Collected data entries
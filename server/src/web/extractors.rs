// foodgram_server/src/web/extractors.rs

//! Request extractors: caller identity forwarded by the auth gateway, and
//! raw query pairs (repeated keys allowed).

use crate::config::DEFAULT_IDENTITY_HEADER;
use crate::errors::AppError;
use actix_web::{dev::Payload, web, FromRequest, HttpRequest};
use foodgram::{PageRequest, Viewer};
use futures_util::future::{ready, Ready};
use std::str::FromStr;
use tracing::warn;
use uuid::Uuid;

/// Name of the identity header, registered as app data at startup.
#[derive(Debug, Clone)]
pub struct IdentityHeader(pub String);

fn identity_header_name(req: &HttpRequest) -> String {
  req
    .app_data::<web::Data<IdentityHeader>>()
    .map(|h| h.0.clone())
    .unwrap_or_else(|| DEFAULT_IDENTITY_HEADER.to_string())
}

/// `None` when the header is absent, `Err` when it is not a user id.
fn read_identity(req: &HttpRequest) -> Option<Result<Uuid, AppError>> {
  let header_name = identity_header_name(req);
  let value = req.headers().get(header_name.as_str())?;
  let parsed = value
    .to_str()
    .ok()
    .and_then(|s| Uuid::parse_str(s.trim()).ok())
    .ok_or_else(|| {
      warn!(header = %header_name, "Malformed identity header.");
      AppError::Auth(format!("Invalid {} header.", header_name))
    });
  Some(parsed)
}

/// Caller of a protected endpoint.
#[derive(Debug)]
pub struct AuthenticatedUser {
  pub user_id: Uuid,
}

impl FromRequest for AuthenticatedUser {
  type Error = AppError;
  type Future = Ready<Result<Self, Self::Error>>;

  fn from_request(req: &HttpRequest, _payload: &mut Payload) -> Self::Future {
    let result = match read_identity(req) {
      Some(Ok(user_id)) => Ok(AuthenticatedUser { user_id }),
      Some(Err(e)) => Err(e),
      None => {
        warn!("AuthenticatedUser extractor: Missing identity header.");
        Err(AppError::Auth("Authentication credentials were not provided.".to_string()))
      }
    };
    ready(result)
  }
}

/// Caller of an endpoint that also serves anonymous users.
#[derive(Debug, Clone, Copy)]
pub struct MaybeUser(pub Viewer);

impl FromRequest for MaybeUser {
  type Error = AppError;
  type Future = Ready<Result<Self, Self::Error>>;

  fn from_request(req: &HttpRequest, _payload: &mut Payload) -> Self::Future {
    ready(match read_identity(req) {
      Some(Ok(user_id)) => Ok(MaybeUser(Viewer::User(user_id))),
      Some(Err(e)) => Err(e),
      None => Ok(MaybeUser(Viewer::Anonymous)),
    })
  }
}

/// Decoded query string, in order. Keys may repeat.
#[derive(Debug, Clone, Default)]
pub struct QueryPairs(Vec<(String, String)>);

impl QueryPairs {
  pub fn parse(raw: &str) -> Result<Self, AppError> {
    serde_urlencoded::from_str::<Vec<(String, String)>>(raw)
      .map(QueryPairs)
      .map_err(|e| AppError::validation("query", format!("Malformed query string: {}", e)))
  }

  pub fn first(&self, key: &str) -> Option<&str> {
    self.0.iter().find(|(k, _)| k == key).map(|(_, v)| v.as_str())
  }

  pub fn all(&self, key: &str) -> Vec<String> {
    self.0.iter().filter(|(k, _)| k == key).map(|(_, v)| v.clone()).collect()
  }

  /// Parses the first value of `key`; an empty value counts as absent.
  pub fn parse_opt<T: FromStr>(&self, key: &str) -> Result<Option<T>, AppError> {
    match self.first(key).map(str::trim).filter(|v| !v.is_empty()) {
      None => Ok(None),
      Some(raw) => raw
        .parse::<T>()
        .map(Some)
        .map_err(|_| AppError::validation(key, "Enter a valid value.")),
    }
  }

  /// `?key=1` or `?key=true`.
  pub fn flag(&self, key: &str) -> bool {
    matches!(self.first(key), Some("1") | Some("true"))
  }

  pub fn page_request(&self, default_limit: u32) -> Result<PageRequest, AppError> {
    let page = self.parse_opt::<u32>("page")?;
    let limit = self.parse_opt::<u32>("limit")?;
    Ok(PageRequest::from_query(page, limit, default_limit)?)
  }

  /// Absolute link to another page of the same listing, keeping every other
  /// query parameter.
  pub fn page_link(&self, base_url: &str, path: &str, page: u32, limit: u32) -> String {
    let mut pairs: Vec<(String, String)> = self
      .0
      .iter()
      .filter(|(k, _)| k != "page" && k != "limit")
      .cloned()
      .collect();
    pairs.push(("page".to_string(), page.to_string()));
    pairs.push(("limit".to_string(), limit.to_string()));
    let query = serde_urlencoded::to_string(&pairs).unwrap_or_default();
    format!("{}{}?{}", base_url, path, query)
  }
}

impl FromRequest for QueryPairs {
  type Error = AppError;
  type Future = Ready<Result<Self, Self::Error>>;

  fn from_request(req: &HttpRequest, _payload: &mut Payload) -> Self::Future {
    ready(QueryPairs::parse(req.query_string()))
  }
}

#[cfg(test)]
mod tests {
  use super::*;
  use actix_web::test::TestRequest;

  #[actix_web::test]
  async fn authenticated_user_reads_default_header() {
    let id = Uuid::new_v4();
    let req = TestRequest::default()
      .insert_header(("X-User-ID", id.to_string()))
      .to_http_request();
    let user = AuthenticatedUser::extract(&req).await.unwrap();
    assert_eq!(user.user_id, id);
  }

  #[actix_web::test]
  async fn missing_or_malformed_identity_is_rejected() {
    let req = TestRequest::default().to_http_request();
    assert!(matches!(AuthenticatedUser::extract(&req).await, Err(AppError::Auth(_))));

    let req = TestRequest::default()
      .insert_header(("X-User-ID", "not-a-uuid"))
      .to_http_request();
    assert!(matches!(AuthenticatedUser::extract(&req).await, Err(AppError::Auth(_))));
  }

  #[actix_web::test]
  async fn configured_header_name_is_used() {
    let id = Uuid::new_v4();
    let req = TestRequest::default()
      .app_data(web::Data::new(IdentityHeader("X-Gateway-User".to_string())))
      .insert_header(("X-Gateway-User", id.to_string()))
      .insert_header(("X-User-ID", Uuid::new_v4().to_string()))
      .to_http_request();
    assert_eq!(AuthenticatedUser::extract(&req).await.unwrap().user_id, id);
  }

  #[actix_web::test]
  async fn maybe_user_is_anonymous_without_header() {
    let req = TestRequest::default().to_http_request();
    let MaybeUser(viewer) = MaybeUser::extract(&req).await.unwrap();
    assert_eq!(viewer, Viewer::Anonymous);
  }

  #[test]
  fn repeated_keys_are_kept() {
    let q = QueryPairs::parse("tags=breakfast&tags=dinner&is_favorited=1&page=2").unwrap();
    assert_eq!(q.all("tags"), vec!["breakfast", "dinner"]);
    assert!(q.flag("is_favorited"));
    assert!(!q.flag("is_in_shopping_cart"));
    assert_eq!(q.page_request(6).unwrap(), PageRequest { page: 2, limit: 6 });
  }

  #[test]
  fn bad_numbers_are_validation_errors() {
    let q = QueryPairs::parse("page=abc").unwrap();
    assert!(matches!(q.page_request(6), Err(AppError::Validation(_))));
    let q = QueryPairs::parse("page=0").unwrap();
    assert!(matches!(q.page_request(6), Err(AppError::Validation(_))));
  }

  #[test]
  fn page_links_keep_filters() {
    let q = QueryPairs::parse("tags=lunch&page=1&limit=6").unwrap();
    assert_eq!(
      q.page_link("http://localhost:8080", "/api/recipes", 2, 6),
      "http://localhost:8080/api/recipes?tags=lunch&page=2&limit=6"
    );
  }
}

**WORK INSTRUCTIONS**
The reply should contain all of the entries exactly as shown above.

**WRITTEN REPLY**
filename server/src/web/extractors.rs
// foodgram_server/src/web/extractors.rs

//! Request extractors: caller identity forwarded by the auth gateway, and
//! raw query pairs (repeated keys allowed).

use crate::config::DEFAULT_IDENTITY_HEADER;
use crate::errors::AppError;
use actix_web::{dev::Payload, web, FromRequest, HttpRequest};
use foodgram::{PageRequest, Viewer};
use futures_util::future::{ready, Ready};
use std::str::FromStr;
use tracing::warn;
use uuid::Uuid;

/// Name of the identity header, registered as app data at startup.
#[derive(Debug, Clone)]
pub struct IdentityHeader(pub String);

fn identity_header_name(req: &HttpRequest) -> String {
  req
    .app_data::<web::Data<IdentityHeader>>()
    .map(|h| h.0.clone())
    .unwrap_or_else(|| DEFAULT_IDENTITY_HEADER.to_string())
}

/// `None` when the header is absent, `Err` when it is not a user id.
fn read_identity(req: &HttpRequest) -> Option<Result<Uuid, AppError>> {
  let header_name = identity_header_name(req);
  let value = req.headers().get(header_name.as_str())?;
  let parsed = value
    .to_str()
    .ok()
    .and_then(|s| Uuid::parse_str(s.trim()).ok())
    .ok_or_else(|| {
      warn!(header = %header_name, "Malformed identity header.");
      AppError::Auth(format!("Invalid {} header.", header_name))
    });
  Some(parsed)
}

/// Caller of a protected endpoint.
#[derive(Debug)]
pub struct AuthenticatedUser {
  pub user_id: Uuid,
}

impl FromRequest for AuthenticatedUser {
  type Error = AppError;
  type Future = Ready<Result<Self, Self::Error>>;

  fn from_request(req: &HttpRequest, _payload: &mut Payload) -> Self::Future {
    let result = match read_identity(req) {
      Some(Ok(user_id)) => Ok(AuthenticatedUser { user_id }),
      Some(Err(e)) => Err(e),
      None => {
        warn!("AuthenticatedUser extractor: Missing identity header.");
        Err(AppError::Auth("Authentication credentials were not provided.".to_string()))
      }
    };
    ready(result)
  }
}

/// Caller of an endpoint that also serves anonymous users.
#[derive(Debug, Clone, Copy)]
pub struct MaybeUser(pub Viewer);

impl FromRequest for MaybeUser {
  type Error = AppError;
  type Future = Ready<Result<Self, Self::Error>>;

  fn from_request(req: &HttpRequest, _payload: &mut Payload) -> Self::Future {
    ready(match read_identity(req) {
      Some(Ok(user_id)) => Ok(MaybeUser(Viewer::User(user_id))),
      Some(Err(e)) => Err(e),
      None => Ok(MaybeUser(Viewer::Anonymous)),
    })
  }
}

/// Decoded query string, in order. Keys may repeat.
#[derive(Debug, Clone, Default)]
pub struct QueryPairs(Vec<(String, String)>);

impl QueryPairs {
  pub fn parse(raw: &str) -> Result<Self, AppError> {
    serde_urlencoded::from_str::<Vec<(String, String)>>(raw)
      .map(QueryPairs)
      .map_err(|e| AppError::validation("query", format!("Malformed query string: {}", e)))
  }

  pub fn first(&self, key: &str) -> Option<&str> {
    self.0.iter().find(|(k, _)| k == key).map(|(_, v)| v.as_str())
  }

  pub fn all(&self, key: &str) -> Vec<String> {
    self.0.iter().filter(|(k, _)| k == key).map(|(_, v)| v.clone()).collect()
  }

  /// Parses the first value of `key`; an empty value counts as absent.
  pub fn parse_opt<T: FromStr>(&self, key: &str) -> Result<Option<T>, AppError> {
    match self.first(key).map(str::trim).filter(|v| !v.is_empty()) {
      None => Ok(None),
      Some(raw) => raw
        .parse::<T>()
        .map(Some)
        .map_err(|_| AppError::validation(key, "Enter a valid value.")),
    }
  }

  /// `?key=1` or `?key=true`.
  pub fn flag(&self, key: &str) -> bool {
    matches!(self.first(key), Some("1") | Some("true"))
  }

  pub fn page_request(&self, default_limit: u32) -> Result<PageRequest, AppError> {
    let page = self.parse_opt::<u32>("page")?;
    let limit = self.parse_opt::<u32>("limit")?;
    Ok(PageRequest::from_query(page, limit, default_limit)?)
  }

  /// Absolute link to another page of the same listing, keeping every other
  /// query parameter.
  pub fn page_link(&self, base_url: &str, path: &str, page: u32, limit: u32) -> String {
    let mut pairs: Vec<(String, String)> = self
      .0
      .iter()
      .filter(|(k, _)| k != "page" && k != "limit")
      .cloned()
      .collect();
    pairs.push(("page".to_string(), page.to_string()));
    pairs.push(("limit".to_string(), limit.to_string()));
    let query = serde_urlencoded::to_string(&pairs).unwrap_or_default();
    format!("{}{}?{}", base_url, path, query)
  }
}

impl FromRequest for QueryPairs {
  type Error = AppError;
  type Future = Ready<Result<Self, Self::Error>>;

  fn from_request(req: &HttpRequest, _payload: &mut Payload) -> Self::Future {
    ready(QueryPairs::parse(req.query_string()))
  }
}

#[cfg(test)]
mod tests {
  use super::*;
  use actix_web::test::TestRequest;

  #[actix_web::test]
  async fn authenticated_user_reads_default_header() {
    let id = Uuid::new_v4();
    let req = TestRequest::default()
      .insert_header(("X-User-ID", id.to_string()))
      .to_http_request();
    let user = AuthenticatedUser::extract(&req).await.unwrap();
    assert_eq!(user.user_id, id);
  }

  #[actix_web::test]
  async fn missing_or_malformed_identity_is_rejected() {
    let req = TestRequest::default().to_http_request();
    assert!(matches!(AuthenticatedUser::extract(&req).await, Err(AppError::Auth(_))));

    let req = TestRequest::default()
      .insert_header(("X-User-ID", "not-a-uuid"))
      .to_http_request();
    assert!(matches!(AuthenticatedUser::extract(&req).await, Err(AppError::Auth(_))));
  }

  #[actix_web::test]
  async fn configured_header_name_is_used() {
    let id = Uuid::new_v4();
    let req = TestRequest::default()
      .app_data(web::Data::new(IdentityHeader("X-Gateway-User".to_string())))
      .insert_header(("X-Gateway-User", id.to_string()))
      .insert_header(("X-User-ID", Uuid::new_v4().to_string()))
      .to_http_request();
    assert_eq!(AuthenticatedUser::extract(&req).await.unwrap().user_id, id);
  }

  #[actix_web::test]
  async fn maybe_user_is_anonymous_without_header() {
    let req = TestRequest::default().to_http_request();
    let MaybeUser(viewer) = MaybeUser::extract(&req).await.unwrap();
    assert_eq!(viewer, Viewer::Anonymous);
  }

  #[test]
  fn repeated_keys_are_kept() {
    let q = QueryPairs::parse("tags=breakfast&tags=dinner&is_favorited=1&page=2").unwrap();
    assert_eq!(q.all("tags"), vec!["breakfast", "dinner"]);
    assert!(q.flag("is_favorited"));
    assert!(!q.flag("is_in_shopping_cart"));
    assert_eq!(q.page_request(6).unwrap(), PageRequest { page: 2, limit: 6 });
  }

  #[test]
  fn bad_numbers_are_validation_errors() {
    let q = QueryPairs::parse("page=abc").unwrap();
    assert!(matches!(q.page_request(6), Err(AppError::Validation(_))));
    let q = QueryPairs::parse("page=0").unwrap();
    assert!(matches!(q.page_request(6), Err(AppError::Validation(_))));
  }

  #[test]
  fn page_links_keep_filters() {
    let q = QueryPairs::parse("tags=lunch&page=1&limit=6").unwrap();
    assert_eq!(
      q.page_link("http://localhost:8080", "/api/recipes", 2, 6),
      "http://localhost:8080/api/recipes?tags=lunch&page=2&limit=6"
    );
  }
}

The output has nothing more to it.